# Task prompt
Within this listing, how many lines carry the string "buffers"? State the number only.

# Data records
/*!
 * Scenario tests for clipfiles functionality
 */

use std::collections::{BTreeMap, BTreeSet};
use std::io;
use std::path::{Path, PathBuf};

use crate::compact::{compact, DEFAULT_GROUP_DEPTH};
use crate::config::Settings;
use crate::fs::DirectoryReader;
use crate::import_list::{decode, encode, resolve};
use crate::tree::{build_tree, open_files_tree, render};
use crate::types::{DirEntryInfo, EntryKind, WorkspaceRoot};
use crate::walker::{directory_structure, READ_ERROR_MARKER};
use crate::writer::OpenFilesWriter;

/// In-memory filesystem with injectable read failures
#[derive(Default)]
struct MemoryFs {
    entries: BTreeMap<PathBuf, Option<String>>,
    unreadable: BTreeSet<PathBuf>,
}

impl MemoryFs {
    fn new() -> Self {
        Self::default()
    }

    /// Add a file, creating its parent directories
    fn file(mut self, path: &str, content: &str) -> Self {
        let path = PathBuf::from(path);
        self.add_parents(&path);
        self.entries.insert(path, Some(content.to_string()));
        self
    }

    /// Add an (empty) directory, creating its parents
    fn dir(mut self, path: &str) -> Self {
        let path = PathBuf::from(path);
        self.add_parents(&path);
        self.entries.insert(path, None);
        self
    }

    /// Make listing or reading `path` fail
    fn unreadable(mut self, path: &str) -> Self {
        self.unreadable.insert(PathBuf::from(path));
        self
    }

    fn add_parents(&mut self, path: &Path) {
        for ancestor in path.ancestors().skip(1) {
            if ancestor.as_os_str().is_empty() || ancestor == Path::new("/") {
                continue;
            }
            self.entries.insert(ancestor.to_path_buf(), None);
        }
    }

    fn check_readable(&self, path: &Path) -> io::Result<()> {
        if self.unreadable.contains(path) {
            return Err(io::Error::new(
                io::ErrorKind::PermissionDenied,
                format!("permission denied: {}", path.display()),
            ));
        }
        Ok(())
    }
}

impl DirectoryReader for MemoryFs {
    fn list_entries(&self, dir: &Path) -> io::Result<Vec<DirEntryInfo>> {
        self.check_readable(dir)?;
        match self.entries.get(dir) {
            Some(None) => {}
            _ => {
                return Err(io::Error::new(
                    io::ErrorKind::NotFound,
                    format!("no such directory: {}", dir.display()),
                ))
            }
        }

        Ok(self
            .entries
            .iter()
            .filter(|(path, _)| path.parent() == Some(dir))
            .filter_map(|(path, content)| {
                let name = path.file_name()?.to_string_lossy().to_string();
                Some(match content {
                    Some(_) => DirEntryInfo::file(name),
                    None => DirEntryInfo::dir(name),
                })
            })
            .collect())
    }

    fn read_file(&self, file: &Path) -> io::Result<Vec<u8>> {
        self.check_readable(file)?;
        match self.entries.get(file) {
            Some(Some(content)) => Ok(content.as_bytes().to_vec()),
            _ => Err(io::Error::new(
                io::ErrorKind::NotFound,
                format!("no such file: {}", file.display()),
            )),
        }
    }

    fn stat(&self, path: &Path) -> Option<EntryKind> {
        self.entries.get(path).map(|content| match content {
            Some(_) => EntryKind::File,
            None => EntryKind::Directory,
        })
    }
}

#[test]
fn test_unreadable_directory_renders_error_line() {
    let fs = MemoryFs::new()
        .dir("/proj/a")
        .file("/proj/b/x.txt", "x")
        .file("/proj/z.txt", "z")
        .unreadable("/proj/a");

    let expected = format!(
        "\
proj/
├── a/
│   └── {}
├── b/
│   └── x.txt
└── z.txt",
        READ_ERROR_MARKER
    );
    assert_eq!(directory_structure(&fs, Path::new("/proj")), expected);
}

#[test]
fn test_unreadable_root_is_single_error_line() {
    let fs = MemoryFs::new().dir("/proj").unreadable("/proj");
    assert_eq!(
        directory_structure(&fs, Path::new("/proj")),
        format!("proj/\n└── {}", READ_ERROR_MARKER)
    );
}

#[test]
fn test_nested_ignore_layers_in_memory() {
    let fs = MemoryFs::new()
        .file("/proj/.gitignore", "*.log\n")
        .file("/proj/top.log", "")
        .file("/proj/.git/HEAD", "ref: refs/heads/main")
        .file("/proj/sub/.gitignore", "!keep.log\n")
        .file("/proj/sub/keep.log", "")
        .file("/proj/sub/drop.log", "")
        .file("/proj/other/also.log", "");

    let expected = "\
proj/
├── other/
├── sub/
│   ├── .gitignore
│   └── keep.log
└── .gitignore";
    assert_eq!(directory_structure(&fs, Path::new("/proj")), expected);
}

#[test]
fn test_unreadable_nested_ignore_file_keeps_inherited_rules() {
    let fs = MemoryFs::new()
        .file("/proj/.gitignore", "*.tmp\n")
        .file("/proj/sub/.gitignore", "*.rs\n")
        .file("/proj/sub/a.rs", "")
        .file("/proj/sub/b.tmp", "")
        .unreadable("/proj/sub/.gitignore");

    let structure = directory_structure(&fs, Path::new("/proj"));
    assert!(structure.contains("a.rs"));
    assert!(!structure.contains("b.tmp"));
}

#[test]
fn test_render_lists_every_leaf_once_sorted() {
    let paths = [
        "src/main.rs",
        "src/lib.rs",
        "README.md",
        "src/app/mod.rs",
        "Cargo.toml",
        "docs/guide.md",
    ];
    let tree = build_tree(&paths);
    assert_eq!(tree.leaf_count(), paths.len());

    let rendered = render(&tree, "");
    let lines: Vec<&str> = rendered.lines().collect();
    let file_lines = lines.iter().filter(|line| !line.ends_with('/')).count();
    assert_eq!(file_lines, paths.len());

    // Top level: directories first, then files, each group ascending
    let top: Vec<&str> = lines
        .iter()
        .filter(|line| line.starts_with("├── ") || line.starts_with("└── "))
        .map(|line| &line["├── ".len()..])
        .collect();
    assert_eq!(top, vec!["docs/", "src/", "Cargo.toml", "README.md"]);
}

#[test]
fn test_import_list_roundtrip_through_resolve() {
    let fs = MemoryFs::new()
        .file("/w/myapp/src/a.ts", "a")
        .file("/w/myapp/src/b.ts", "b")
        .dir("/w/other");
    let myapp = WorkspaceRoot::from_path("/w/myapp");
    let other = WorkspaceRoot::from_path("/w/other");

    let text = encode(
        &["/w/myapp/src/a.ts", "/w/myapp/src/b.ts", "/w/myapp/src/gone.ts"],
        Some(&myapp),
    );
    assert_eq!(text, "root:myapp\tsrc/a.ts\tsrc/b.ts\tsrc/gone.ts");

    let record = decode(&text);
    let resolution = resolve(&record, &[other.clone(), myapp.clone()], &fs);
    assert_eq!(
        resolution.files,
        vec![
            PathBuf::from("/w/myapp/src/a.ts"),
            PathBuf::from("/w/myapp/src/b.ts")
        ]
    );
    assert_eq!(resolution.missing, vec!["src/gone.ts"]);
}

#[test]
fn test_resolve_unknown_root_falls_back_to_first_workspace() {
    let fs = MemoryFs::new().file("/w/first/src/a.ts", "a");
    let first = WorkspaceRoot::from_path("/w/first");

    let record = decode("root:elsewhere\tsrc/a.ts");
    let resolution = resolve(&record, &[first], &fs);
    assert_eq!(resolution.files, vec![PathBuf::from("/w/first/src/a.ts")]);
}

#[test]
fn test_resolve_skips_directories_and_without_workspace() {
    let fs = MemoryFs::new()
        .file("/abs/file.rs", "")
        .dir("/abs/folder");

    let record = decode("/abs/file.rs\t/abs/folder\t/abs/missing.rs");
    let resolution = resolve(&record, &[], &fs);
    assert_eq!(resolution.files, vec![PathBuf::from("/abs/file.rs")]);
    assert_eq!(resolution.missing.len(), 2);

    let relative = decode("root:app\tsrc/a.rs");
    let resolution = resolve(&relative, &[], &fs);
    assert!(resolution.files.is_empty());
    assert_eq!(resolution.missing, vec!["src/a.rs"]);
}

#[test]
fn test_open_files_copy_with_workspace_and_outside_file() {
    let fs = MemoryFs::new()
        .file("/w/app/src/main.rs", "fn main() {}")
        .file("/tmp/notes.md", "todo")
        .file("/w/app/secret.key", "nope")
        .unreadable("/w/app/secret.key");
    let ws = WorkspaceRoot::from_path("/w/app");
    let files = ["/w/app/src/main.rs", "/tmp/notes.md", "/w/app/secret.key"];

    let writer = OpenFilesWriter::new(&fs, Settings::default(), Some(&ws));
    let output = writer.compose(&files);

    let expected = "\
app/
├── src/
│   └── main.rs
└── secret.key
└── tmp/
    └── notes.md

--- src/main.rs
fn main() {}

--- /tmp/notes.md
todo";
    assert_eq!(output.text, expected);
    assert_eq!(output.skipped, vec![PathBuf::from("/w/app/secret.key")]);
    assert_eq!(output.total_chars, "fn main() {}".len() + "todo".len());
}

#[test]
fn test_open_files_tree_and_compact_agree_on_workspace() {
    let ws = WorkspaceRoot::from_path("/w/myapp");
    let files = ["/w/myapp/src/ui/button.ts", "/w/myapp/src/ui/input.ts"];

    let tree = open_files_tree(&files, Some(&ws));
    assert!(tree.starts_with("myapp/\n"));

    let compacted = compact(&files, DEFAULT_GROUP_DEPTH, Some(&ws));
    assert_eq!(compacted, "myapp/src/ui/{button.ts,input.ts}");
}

...

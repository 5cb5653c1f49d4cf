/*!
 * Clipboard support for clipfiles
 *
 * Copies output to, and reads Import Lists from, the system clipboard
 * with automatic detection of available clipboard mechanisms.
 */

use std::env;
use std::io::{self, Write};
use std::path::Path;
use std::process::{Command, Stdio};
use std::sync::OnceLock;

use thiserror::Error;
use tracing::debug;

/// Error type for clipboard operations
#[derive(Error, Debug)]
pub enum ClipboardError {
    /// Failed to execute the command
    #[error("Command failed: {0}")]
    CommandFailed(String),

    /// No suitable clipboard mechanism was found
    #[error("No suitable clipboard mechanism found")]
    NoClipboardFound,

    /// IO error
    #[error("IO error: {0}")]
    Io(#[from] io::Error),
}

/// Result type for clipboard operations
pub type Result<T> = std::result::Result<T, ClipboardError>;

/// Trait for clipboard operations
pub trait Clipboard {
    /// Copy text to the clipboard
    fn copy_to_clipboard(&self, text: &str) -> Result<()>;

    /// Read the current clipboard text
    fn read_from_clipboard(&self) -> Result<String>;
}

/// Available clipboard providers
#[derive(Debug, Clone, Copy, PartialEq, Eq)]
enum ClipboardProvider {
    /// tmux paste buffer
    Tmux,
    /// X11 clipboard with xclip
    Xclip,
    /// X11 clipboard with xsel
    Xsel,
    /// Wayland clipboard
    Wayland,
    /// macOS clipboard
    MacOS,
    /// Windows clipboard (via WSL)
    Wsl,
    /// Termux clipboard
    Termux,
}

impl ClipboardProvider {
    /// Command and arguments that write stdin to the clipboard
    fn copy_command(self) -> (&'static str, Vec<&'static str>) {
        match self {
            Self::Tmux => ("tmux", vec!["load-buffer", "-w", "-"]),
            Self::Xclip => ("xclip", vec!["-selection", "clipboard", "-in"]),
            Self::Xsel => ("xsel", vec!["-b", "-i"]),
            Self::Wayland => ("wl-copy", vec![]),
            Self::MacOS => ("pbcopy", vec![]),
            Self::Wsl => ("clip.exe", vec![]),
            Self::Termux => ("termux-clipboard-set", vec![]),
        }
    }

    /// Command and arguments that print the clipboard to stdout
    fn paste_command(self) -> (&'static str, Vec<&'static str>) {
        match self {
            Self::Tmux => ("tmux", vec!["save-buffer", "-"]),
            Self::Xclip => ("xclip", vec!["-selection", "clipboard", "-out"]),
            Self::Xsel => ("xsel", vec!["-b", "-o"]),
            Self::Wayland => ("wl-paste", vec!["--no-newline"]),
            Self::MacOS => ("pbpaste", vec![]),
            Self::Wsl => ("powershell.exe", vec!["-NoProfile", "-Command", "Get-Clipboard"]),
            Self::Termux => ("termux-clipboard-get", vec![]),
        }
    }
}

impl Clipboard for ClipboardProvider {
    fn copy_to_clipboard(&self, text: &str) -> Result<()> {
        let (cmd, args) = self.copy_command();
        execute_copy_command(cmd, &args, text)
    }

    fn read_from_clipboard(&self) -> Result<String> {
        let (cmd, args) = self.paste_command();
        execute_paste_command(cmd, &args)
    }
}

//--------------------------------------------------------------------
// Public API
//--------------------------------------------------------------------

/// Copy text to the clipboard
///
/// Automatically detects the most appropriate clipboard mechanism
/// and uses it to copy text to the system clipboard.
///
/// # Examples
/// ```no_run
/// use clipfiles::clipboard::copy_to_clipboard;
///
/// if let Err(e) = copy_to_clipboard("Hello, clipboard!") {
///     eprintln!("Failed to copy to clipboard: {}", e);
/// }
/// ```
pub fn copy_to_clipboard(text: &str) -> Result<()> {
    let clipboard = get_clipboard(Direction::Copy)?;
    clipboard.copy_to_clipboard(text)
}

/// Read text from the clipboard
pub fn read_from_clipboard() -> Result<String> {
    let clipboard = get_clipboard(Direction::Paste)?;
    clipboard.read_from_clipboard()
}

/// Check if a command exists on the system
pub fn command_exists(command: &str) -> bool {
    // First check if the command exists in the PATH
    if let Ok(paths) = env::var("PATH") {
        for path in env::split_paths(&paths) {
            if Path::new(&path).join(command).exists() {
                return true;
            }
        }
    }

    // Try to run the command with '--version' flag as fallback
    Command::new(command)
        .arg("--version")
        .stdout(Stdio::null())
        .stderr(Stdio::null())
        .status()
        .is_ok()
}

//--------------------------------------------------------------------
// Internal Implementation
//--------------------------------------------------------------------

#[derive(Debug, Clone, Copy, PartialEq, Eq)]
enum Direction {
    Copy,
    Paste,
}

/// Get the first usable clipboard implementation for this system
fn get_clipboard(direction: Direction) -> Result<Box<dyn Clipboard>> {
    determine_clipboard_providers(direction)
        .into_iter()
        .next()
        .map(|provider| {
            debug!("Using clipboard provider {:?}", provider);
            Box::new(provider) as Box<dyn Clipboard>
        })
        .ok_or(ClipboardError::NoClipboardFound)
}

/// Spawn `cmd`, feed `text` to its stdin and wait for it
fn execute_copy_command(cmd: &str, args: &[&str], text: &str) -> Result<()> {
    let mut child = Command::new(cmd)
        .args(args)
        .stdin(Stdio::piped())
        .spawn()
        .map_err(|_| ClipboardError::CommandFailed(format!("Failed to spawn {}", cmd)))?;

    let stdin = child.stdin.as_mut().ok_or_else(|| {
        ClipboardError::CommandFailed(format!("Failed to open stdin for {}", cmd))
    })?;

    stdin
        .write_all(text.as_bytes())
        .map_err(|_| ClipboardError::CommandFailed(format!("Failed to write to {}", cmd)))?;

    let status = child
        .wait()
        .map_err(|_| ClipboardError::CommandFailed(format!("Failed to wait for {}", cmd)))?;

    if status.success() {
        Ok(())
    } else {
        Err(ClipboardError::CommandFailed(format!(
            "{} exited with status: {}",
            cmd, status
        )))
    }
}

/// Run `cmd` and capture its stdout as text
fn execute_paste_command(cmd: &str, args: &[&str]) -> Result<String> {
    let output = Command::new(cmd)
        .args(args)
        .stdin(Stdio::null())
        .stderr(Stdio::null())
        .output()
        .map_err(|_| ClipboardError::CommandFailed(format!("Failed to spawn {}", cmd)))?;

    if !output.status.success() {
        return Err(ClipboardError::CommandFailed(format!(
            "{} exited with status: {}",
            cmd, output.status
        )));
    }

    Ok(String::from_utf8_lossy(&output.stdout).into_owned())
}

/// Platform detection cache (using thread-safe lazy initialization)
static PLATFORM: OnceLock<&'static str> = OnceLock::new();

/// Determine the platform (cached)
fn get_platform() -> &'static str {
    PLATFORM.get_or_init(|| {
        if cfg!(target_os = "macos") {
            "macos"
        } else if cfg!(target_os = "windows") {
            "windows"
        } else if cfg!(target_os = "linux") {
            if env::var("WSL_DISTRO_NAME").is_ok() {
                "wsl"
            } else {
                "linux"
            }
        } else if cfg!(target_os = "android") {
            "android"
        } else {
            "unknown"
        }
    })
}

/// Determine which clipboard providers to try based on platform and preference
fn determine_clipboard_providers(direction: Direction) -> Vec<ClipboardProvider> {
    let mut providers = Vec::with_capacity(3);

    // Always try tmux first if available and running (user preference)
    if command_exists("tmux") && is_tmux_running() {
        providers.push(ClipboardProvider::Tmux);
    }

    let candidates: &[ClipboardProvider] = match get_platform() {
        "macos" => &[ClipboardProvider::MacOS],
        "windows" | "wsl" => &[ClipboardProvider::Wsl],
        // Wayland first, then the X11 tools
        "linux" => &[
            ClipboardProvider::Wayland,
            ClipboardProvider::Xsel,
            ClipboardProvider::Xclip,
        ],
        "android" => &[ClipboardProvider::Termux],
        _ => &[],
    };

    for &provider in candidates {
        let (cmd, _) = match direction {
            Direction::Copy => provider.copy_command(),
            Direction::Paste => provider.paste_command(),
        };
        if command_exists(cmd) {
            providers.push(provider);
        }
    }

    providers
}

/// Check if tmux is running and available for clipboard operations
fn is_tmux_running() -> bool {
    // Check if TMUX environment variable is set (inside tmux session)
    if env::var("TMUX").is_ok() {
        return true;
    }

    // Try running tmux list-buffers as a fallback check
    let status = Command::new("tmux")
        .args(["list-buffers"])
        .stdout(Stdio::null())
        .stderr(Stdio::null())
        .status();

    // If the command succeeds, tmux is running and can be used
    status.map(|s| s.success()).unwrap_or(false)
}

# Reply
2